▶ WHAT TO DO
Once you have located the line containing "a JSON body" in the material below, return it exactly along with each line after it through the line containing "a response value".

▶ INPUT
//! HTTP transport seam
//!
//! The executor talks to the network only through [`Transport`], so tests and
//! embedding applications can supply their own implementation.
//! [`ReqwestTransport`] is the default.

use crate::error::{ApiResult, Error};
use async_trait::async_trait;
use reqwest::header::{HeaderMap, HeaderValue, USER_AGENT};
use reqwest::{Client, Method};
use std::fmt;
use std::time::Duration;

/// User agent for outgoing requests
const USER_AGENT_VALUE: &str = concat!("beanstream-client/", env!("CARGO_PKG_VERSION"));

/// HTTP methods used by the service
#[derive(Debug, Clone, Copy, PartialEq, Eq, Hash)]
pub enum HttpMethod {
    /// GET
    Get,
    /// POST
    Post,
    /// PUT
    Put,
    /// DELETE
    Delete,
}

impl HttpMethod {
    /// Method name as it appears on the wire
    #[must_use]
    pub fn as_str(self) -> &'static str {
        match self {
            Self::Get => "GET",
            Self::Post => "POST",
            Self::Put => "PUT",
            Self::Delete => "DELETE",
        }
    }

    /// Whether requests with this method may carry a JSON body
    #[must_use]
    pub fn carries_body(self) -> bool {
        matches!(self, Self::Post | Self::Put)
    }

    fn to_reqwest(self) -> Method {
        match self {
            Self::Get => Method::GET,
            Self::Post => Method::POST,
            Self::Put => Method::PUT,
            Self::Delete => Method::DELETE,
        }
    }
}

impl fmt::Display for HttpMethod {
    fn fmt(&self, f: &mut fmt::Formatter<'_>) -> fmt::Result {
        f.write_str(self.as_str())
    }
}

/// A fully prepared outbound request
#[derive(Debug, Clone)]
pub struct OutboundRequest {
    /// HTTP method
    pub method: HttpMethod,
    /// Absolute URL
    pub url: String,
    /// Headers to send
    pub headers: HeaderMap,
    /// JSON body text, only for POST/PUT
    pub body: Option<String>,
}

/// Status and body of a received response
#[derive(Debug, Clone, PartialEq, Eq)]
pub struct RawResponse {
    /// HTTP status code
    pub status: u16,
    /// Body text, `None` when the response had none
    pub body: Option<String>,
}

impl RawResponse {
    /// Create a response value
    pub fn new(status: u16, body: Option<String>) -> Self {
        Self { status, body }
    }
}

/// Sends one request and returns the response, or a transport error when
/// no response was obtained.
///
/// Implementations must not retry and must not classify status codes;
/// every received response, 2xx or not, is returned as `Ok`.
#[async_trait]
pub trait Transport: Send + Sync {
    /// Perform exactly one round trip
    async fn send(&self, request: OutboundRequest) -> ApiResult<RawResponse>;
}

/// [`Transport`] backed by `reqwest`
#[derive(Debug, Clone)]
pub struct ReqwestTransport {
    inner: Client,
}

impl ReqwestTransport {
    /// Create a transport with reqwest's default settings
    pub fn new() -> ApiResult<Self> {
        Self::build(None)
    }

    /// Create a transport with an overall request timeout
    pub fn with_timeout(timeout: Duration) -> ApiResult<Self> {
        Self::build(Some(timeout))
    }

    /// Wrap an existing reqwest client
    #[must_use]
    pub fn from_client(client: Client) -> Self {
        Self { inner: client }
    }

    fn build(timeout: Option<Duration>) -> ApiResult<Self> {
        let mut default_headers = HeaderMap::new();
        default_headers.insert(USER_AGENT, HeaderValue::from_static(USER_AGENT_VALUE));

        let mut builder = Client::builder().default_headers(default_headers);
        if let Some(timeout) = timeout {
            builder = builder.timeout(timeout);
        }

        let inner = builder.build().map_err(Error::transport)?;
        Ok(Self { inner })
    }
}

#[async_trait]
impl Transport for ReqwestTransport {
    async fn send(&self, request: OutboundRequest) -> ApiResult<RawResponse> {
        let mut builder = self
            .inner
            .request(request.method.to_reqwest(), &request.url)
            .headers(request.headers);

        if let Some(body) = request.body {
            builder = builder.body(body);
        }

        let response = builder.send().await?;
        let status = response.status().as_u16();
        let text = response.text().await?;

        Ok(RawResponse::new(status, (!text.is_empty()).then_some(text)))
    }
}

#[cfg(test)]
mod tests {
    use super::*;

    #[test]
    fn test_method_names() {
        assert_eq!(HttpMethod::Get.to_string(), "GET");
        assert_eq!(HttpMethod::Delete.as_str(), "DELETE");
        assert_eq!(HttpMethod::Put.to_reqwest(), Method::PUT);
    }

    #[test]
    fn test_only_post_and_put_carry_body() {
        assert!(HttpMethod::Post.carries_body());
        assert!(HttpMethod::Put.carries_body());
        assert!(!HttpMethod::Get.carries_body());
        assert!(!HttpMethod::Delete.carries_body());
    }

    #[test]
    fn test_transport_creation() {
        assert!(ReqwestTransport::new().is_ok());
        assert!(ReqwestTransport::with_timeout(Duration::from_secs(5)).is_ok());
    }
}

▶ EXERCISE SOLUTION
    /// Whether requests with this method may carry a JSON body
    #[must_use]
    pub fn carries_body(self) -> bool {
        matches!(self, Self::Post | Self::Put)
    }

    fn to_reqwest(self) -> Method {
        match self {
            Self::Get => Method::GET,
            Self::Post => Method::POST,
            Self::Put => Method::PUT,
            Self::Delete => Method::DELETE,
        }
    }
}

impl fmt::Display for HttpMethod {
    fn fmt(&self, f: &mut fmt::Formatter<'_>) -> fmt::Result {
        f.write_str(self.as_str())
    }
}

/// A fully prepared outbound request
#[derive(Debug, Clone)]
pub struct OutboundRequest {
    /// HTTP method
    pub method: HttpMethod,
    /// Absolute URL
    pub url: String,
    /// Headers to send
    pub headers: HeaderMap,
    /// JSON body text, only for POST/PUT
    pub body: Option<String>,
}

/// Status and body of a received response
#[derive(Debug, Clone, PartialEq, Eq)]
pub struct RawResponse {
    /// HTTP status code
    pub status: u16,
    /// Body text, `None` when the response had none
    pub body: Option<String>,
}

impl RawResponse {
    /// Create a response value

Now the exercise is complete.